The ceroid‐lipofuscinoses are a group of autosomal‐recessive hereditary lysosomal storage diseases that have been characterized in humans and other mammalian species. In a canine model for the juvenile form of the human disease, a major constituent of the storage bodies is the subunit c protein of mitochondrial ATP synthase that contains an ε‐N‐trimethyllysine (TML) residue. TML is a precursor in carnitine biosynthesis. To determine whether accumulation of the TML‐containing protein could result from a defect in the carnitine biosynthetic pathway, plasma carnitine and trimethyllysine levels were measured in homozygous affected, heterozygous carriers, and in normal dogs. When compared to normal animals, mean carnitine levels were reduced by 67% in affected and 50% in carrier dogs.
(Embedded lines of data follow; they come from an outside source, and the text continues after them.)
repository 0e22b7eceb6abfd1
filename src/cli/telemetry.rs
use anyhow::Result;
use opentelemetry::{global, trace::TracerProvider as _, KeyValue};
use opentelemetry_otlp::WithExportConfig;
use opentelemetry_sdk::{
    runtime::Tokio,
    trace::{Tracer, TracerProvider},
    Resource,
};
use std::{env::var, sync::OnceLock, time::Duration};
use tracing::{debug, Level};
use tracing_subscriber::{fmt, layer::SubscriberExt, EnvFilter, Registry};
use ulid::Ulid;

static TRACER_PROVIDER: OnceLock<TracerProvider> = OnceLock::new();

fn normalize_endpoint(ep: &str) -> String {
    let ep = ep.trim().trim_end_matches('/');
    if ep.starts_with("http://") || ep.starts_with("https://") {
        ep.to_string()
    } else {
        // Default to https for gRPC if no scheme supplied
        format!("https://{ep}")
    }
}

fn init_tracer(endpoint: &str) -> Result<Tracer> {
    let exporter = opentelemetry_otlp::SpanExporter::builder()
        .with_tonic()
        .with_endpoint(normalize_endpoint(endpoint))
        .with_timeout(Duration::from_secs(3))
        .build()?;

    let instance_id = var("OTEL_SERVICE_INSTANCE_ID").unwrap_or_else(|_| Ulid::new().to_string());

    let provider = TracerProvider::builder()
        .with_batch_exporter(exporter, Tokio)
        .with_resource(Resource::new(vec![
            KeyValue::new("service.name", env!("CARGO_PKG_NAME")),
            KeyValue::new("service.version", env!("CARGO_PKG_VERSION")),
            KeyValue::new("service.instance.id", instance_id),
        ]))
        .build();

    let _ = TRACER_PROVIDER.set(provider.clone());
    global::set_tracer_provider(provider.clone());

    Ok(provider.tracer(env!("CARGO_PKG_NAME")))
}

/// Initialize logging + (optional) tracing exporter.
/// Tracing is exported when `OTEL_EXPORTER_OTLP_ENDPOINT` is set (gRPC only).
/// Logs go to stderr; stdout is reserved for command output.
///
/// # Errors
///
/// Returns an error if tracer or subscriber initialization fails
pub fn init(verbosity_level: Option<Level>) -> Result<()> {
    let verbosity_level = verbosity_level.unwrap_or(Level::ERROR);

    let fmt_layer = fmt::layer()
        .with_writer(std::io::stderr)
        .with_file(false)
        .with_line_number(false)
        .with_thread_ids(false)
        .with_target(false);

    // RUST_LOG=
    let filter = EnvFilter::builder()
        .with_default_directive(verbosity_level.into())
        .from_env_lossy()
        .add_directive("hyper=error".parse()?)
        .add_directive("h2=error".parse()?)
        .add_directive("opentelemetry_sdk=warn".parse()?);

    if let Ok(endpoint) = var("OTEL_EXPORTER_OTLP_ENDPOINT") {
        let tracer = init_tracer(&endpoint)?;
        let otel_layer = tracing_opentelemetry::layer().with_tracer(tracer);

        let subscriber = Registry::default()
            .with(fmt_layer)
            .with(otel_layer)
            .with(filter);
        tracing::subscriber::set_global_default(subscriber)?;
    } else {
        let subscriber = Registry::default().with(fmt_layer).with(filter);
        tracing::subscriber::set_global_default(subscriber)?;
    }

    Ok(())
}

/// Flush and shut down the tracer provider (noop if not initialized)
pub fn shutdown_tracer() {
    if let Some(tp) = TRACER_PROVIDER.get() {
        debug!("shutting down tracer provider");
        let _ = tp.shutdown();
    }
}
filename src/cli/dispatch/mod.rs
//! Maps validated CLI arguments to the action to run.

use crate::cli::actions::Action;
use crate::cli::commands::{api, filters};
use anyhow::{anyhow, Result};

/// Map validated CLI matches to an action.
///
/// # Errors
/// Returns an error if connection options are missing or invalid, or if no
/// known subcommand was given.
pub fn handler(matches: &clap::ArgMatches) -> Result<Action> {
    let (name, sub_m) = matches
        .subcommand()
        .ok_or_else(|| anyhow!("missing subcommand"))?;

    // global args are propagated into the subcommand matches
    let api = api::Options::parse(sub_m)?;

    match name {
        filters::CMD_USERS => Ok(Action::Users {
            api,
            params: filters::user_params(sub_m),
        }),
        filters::CMD_ROLES => Ok(Action::Roles {
            api,
            params: filters::role_params(sub_m),
        }),
        filters::CMD_MENU => Ok(Action::Menu { api }),
        other => Err(anyhow!("unknown subcommand: {other}")),
    }
}
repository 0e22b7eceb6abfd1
//! `users`, `roles`, and `menu` subcommands and their search filters.
//!
//! Filters are copied into the search params as given; the backend validates them.
//! `--param` values are sent as strings.

use crate::system_manage::{RoleSearchParams, UserSearchParams};
use clap::{builder::ValueParser, Arg, ArgAction, ArgMatches, Command};
use serde_json::Value;

pub const CMD_USERS: &str = "users";
pub const CMD_ROLES: &str = "roles";
pub const CMD_MENU: &str = "menu";

const ARG_PAGE_NUM: &str = "page-num";
const ARG_PAGE_SIZE: &str = "page-size";
const ARG_STATUS: &str = "status";
const ARG_PARAM: &str = "param";

#[must_use]
pub fn validator_key_value() -> ValueParser {
    ValueParser::from(
        move |raw: &str| -> std::result::Result<(String, String), String> {
            match raw.split_once('=') {
                Some((key, value)) if !key.trim().is_empty() => {
                    Ok((key.trim().to_string(), value.to_string()))
                }
                _ => Err("expected key=value".to_string()),
            }
        },
    )
}

fn paging_args(command: Command) -> Command {
    command
        .arg(
            Arg::new(ARG_PAGE_NUM)
                .long(ARG_PAGE_NUM)
                .help("Page number")
                .value_parser(clap::value_parser!(u32)),
        )
        .arg(
            Arg::new(ARG_PAGE_SIZE)
                .long(ARG_PAGE_SIZE)
                .help("Records per page")
                .value_parser(clap::value_parser!(u32)),
        )
        .arg(Arg::new(ARG_STATUS).long(ARG_STATUS).help("Status filter"))
        .arg(
            Arg::new(ARG_PARAM)
                .long(ARG_PARAM)
                .help("Extra query parameter, repeatable: --param beginTime=2024-01-01")
                .action(ArgAction::Append)
                .value_parser(validator_key_value()),
        )
}

fn text_arg(name: &'static str, help: &'static str) -> Arg {
    Arg::new(name).long(name).help(help)
}

#[must_use]
pub fn users() -> Command {
    paging_args(Command::new(CMD_USERS).about("List users"))
        .arg(
            Arg::new("user-id")
                .long("user-id")
                .help("User id")
                .value_parser(clap::value_parser!(i64)),
        )
        .arg(text_arg("user-name", "User name filter"))
        .arg(text_arg("nick-name", "Nick name filter"))
        .arg(text_arg("user-gender", "Gender filter"))
        .arg(text_arg("user-phone", "Phone number filter"))
        .arg(text_arg("user-email", "Email filter"))
}

#[must_use]
pub fn roles() -> Command {
    paging_args(Command::new(CMD_ROLES).about("List roles"))
        .arg(
            Arg::new("role-id")
                .long("role-id")
                .help("Role id")
                .value_parser(clap::value_parser!(i64)),
        )
        .arg(text_arg("role-name", "Role name filter"))
        .arg(text_arg("role-code", "Role code filter"))
        .arg(text_arg("description", "Description filter"))
}

#[must_use]
pub fn menu() -> Command {
    Command::new(CMD_MENU).about("List the menu tree")
}

fn string(matches: &ArgMatches, name: &str) -> Option<String> {
    matches.get_one::<String>(name).cloned()
}

fn extra(matches: &ArgMatches) -> impl Iterator<Item = (String, Value)> + '_ {
    matches
        .get_many::<(String, String)>(ARG_PARAM)
        .into_iter()
        .flatten()
        .map(|(key, value)| (key.clone(), Value::String(value.clone())))
}

#[must_use]
pub fn user_params(matches: &ArgMatches) -> UserSearchParams {
    UserSearchParams {
        page_num: matches.get_one::<u32>(ARG_PAGE_NUM).copied(),
        page_size: matches.get_one::<u32>(ARG_PAGE_SIZE).copied(),
        user_id: matches.get_one::<i64>("user-id").copied(),
        user_name: string(matches, "user-name"),
        nick_name: string(matches, "nick-name"),
        user_gender: string(matches, "user-gender"),
        user_phone: string(matches, "user-phone"),
        user_email: string(matches, "user-email"),
        status: string(matches, ARG_STATUS),
        extra: extra(matches).collect(),
    }
}

#[must_use]
pub fn role_params(matches: &ArgMatches) -> RoleSearchParams {
    RoleSearchParams {
        page_num: matches.get_one::<u32>(ARG_PAGE_NUM).copied(),
        page_size: matches.get_one::<u32>(ARG_PAGE_SIZE).copied(),
        role_id: matches.get_one::<i64>("role-id").copied(),
        role_name: string(matches, "role-name"),
        role_code: string(matches, "role-code"),
        description: string(matches, "description"),
        status: string(matches, ARG_STATUS),
        extra: extra(matches).collect(),
    }
}
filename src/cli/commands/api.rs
//! Connection options shared by every subcommand.

use anyhow::{Context, Result};
use clap::{Arg, Command};
use secrecy::SecretString;
use std::time::Duration;
use url::Url;

pub const ARG_BASE_URL: &str = "base-url";
pub const ARG_TOKEN: &str = "token";
pub const ARG_TIMEOUT: &str = "timeout";

#[must_use]
pub fn with_args(command: Command) -> Command {
    command
        .arg(
            Arg::new(ARG_BASE_URL)
                .short('u')
                .long(ARG_BASE_URL)
                .help("Admin API base URL, example: https://admin.tld:9099")
                .env("SYSMANAGE_BASE_URL")
                .global(true),
        )
        .arg(
            Arg::new(ARG_TOKEN)
                .short('t')
                .long(ARG_TOKEN)
                .help("Bearer token sent in the Authorization header")
                .env("SYSMANAGE_TOKEN")
                .hide_env_values(true)
                .global(true),
        )
        .arg(
            Arg::new(ARG_TIMEOUT)
                .long(ARG_TIMEOUT)
                .help("Request timeout in seconds")
                .default_value("10")
                .env("SYSMANAGE_TIMEOUT")
                .global(true)
                .value_parser(clap::value_parser!(u64).range(1..=300)),
        )
}

#[derive(Debug, Clone)]
pub struct Options {
    pub base_url: String,
    pub token: Option<SecretString>,
    pub timeout: Duration,
}

impl Options {
    /// Read connection options from the parsed arguments.
    ///
    /// # Errors
    /// Returns an error if the base URL is missing or is not an http(s) URL.
    pub fn parse(matches: &clap::ArgMatches) -> Result<Self> {
        let base_url = matches
            .get_one::<String>(ARG_BASE_URL)
            .cloned()
            .context("missing required argument: --base-url")?;

        let parsed = Url::parse(&base_url).context("invalid SYSMANAGE_BASE_URL")?;
        if !matches!(parsed.scheme(), "http" | "https") {
            anyhow::bail!(
                "invalid SYSMANAGE_BASE_URL: unsupported scheme {}",
                parsed.scheme()
            );
        }

        let token = matches
            .get_one::<String>(ARG_TOKEN)
            .map(|t| t.trim().to_string())
            .filter(|t| !t.is_empty())
            .map(SecretString::from);

        let timeout = Duration::from_secs(matches.get_one::<u64>(ARG_TIMEOUT).copied().unwrap_or(10));

        Ok(Self {
            base_url,
            token,
            timeout,
        })
    }
}
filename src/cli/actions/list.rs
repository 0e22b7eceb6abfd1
use crate::api::{HttpConfig, HttpTransport};
use crate::cli::{actions::Action, commands::api::Options};
use crate::system_manage::SystemManageClient;
use anyhow::{Context, Result};
use tracing::debug;

fn transport(api: Options) -> Result<HttpTransport> {
    let mut config = HttpConfig::new(api.base_url).with_timeout(api.timeout);
    if let Some(token) = api.token {
        config = config.with_token(token);
    }

    HttpTransport::new(config).context("Failed to build HTTP transport")
}

/// Run a listing action and render the response as pretty JSON.
///
/// # Errors
/// Returns an error if the transport cannot be built or the request fails.
pub async fn execute(action: Action) -> Result<String> {
    match action {
        Action::Users { api, params } => {
            let client = SystemManageClient::new(transport(api)?);
            let users = client
                .list_users(&params)
                .await
                .context("Failed to list users")?;
            debug!("users: {} of {}", users.items().len(), users.total());
            Ok(serde_json::to_string_pretty(&users)?)
        }
        Action::Roles { api, params } => {
            let client = SystemManageClient::new(transport(api)?);
            let roles = client
                .list_roles(&params)
                .await
                .context("Failed to list roles")?;
            debug!("roles: {} of {}", roles.items().len(), roles.total());
            Ok(serde_json::to_string_pretty(&roles)?)
        }
        Action::Menu { api } => {
            let client = SystemManageClient::new(transport(api)?);
            let menu = client.list_menu().await.context("Failed to list menu")?;
            debug!("menu entries: {}", menu.len());
            Ok(serde_json::to_string_pretty(&menu)?)
        }
    }
}
//! # sysmanage (System Management API client)
//!
//! `sysmanage` reads the user, role, and menu listings exposed by the admin
//! backend under `/api/v1/admin/system`.
//!
//! ## Layers
//!
//! - [`system_manage`] holds the request/response shapes and the
//!   [`SystemManageClient`](system_manage::SystemManageClient), which forwards
//!   search parameters to fixed endpoints and returns the typed body untouched.
//! - [`api`] holds the [`Transport`](api::Transport) seam and the
//!   `reqwest`-backed [`HttpTransport`](api::HttpTransport), which owns base URL
//!   resolution, auth headers, timeouts, and the backend's `{code, msg, data}`
//!   envelope.
//! - [`cli`] wires both into the `sysmanage` binary.
//!
//! The client never retries, caches, or rewrites errors. Whatever the transport
//! returns is what the caller gets.

pub mod api;
pub mod cli;
pub mod system_manage;

#[allow(clippy::doc_markdown, clippy::needless_raw_string_hashes)]
pub mod built_info {
    include!(concat!(env!("OUT_DIR"), "/built.rs"));
}

pub const GIT_COMMIT_HASH: &str = match built_info::GIT_COMMIT_HASH {
    Some(hash) => hash,
    None => "unknown",
};

pub const APP_USER_AGENT: &str = concat!(env!("CARGO_PKG_NAME"), "/", env!("CARGO_PKG_VERSION"),);
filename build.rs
fn main() {
    built::write_built_file().expect("Failed to acquire build-time information");
}
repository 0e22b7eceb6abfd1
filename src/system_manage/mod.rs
//! User, role, and menu listings of the admin backend.

pub mod client;
pub mod types;

pub use self::client::SystemManageClient;
pub use self::types::{
    AuthMark, MenuEntry, MenuMeta, PageResult, RoleList, RoleListItem, RoleSearchParams, UserList,
    UserListItem, UserSearchParams,
};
Mean plasma TML levels were elevated almost 50% above control levels in the carriers, but were decreased by approximately 25% in the affected animals. The changes in plasma carnitine and TML levels in the carriers are consistent with the possibility that the disease involves a defect in the carnitine biosynthetic pathway. Secondary effects of the disease process may account for the apparently contradictory decrease in plasma TML levels in affected animals.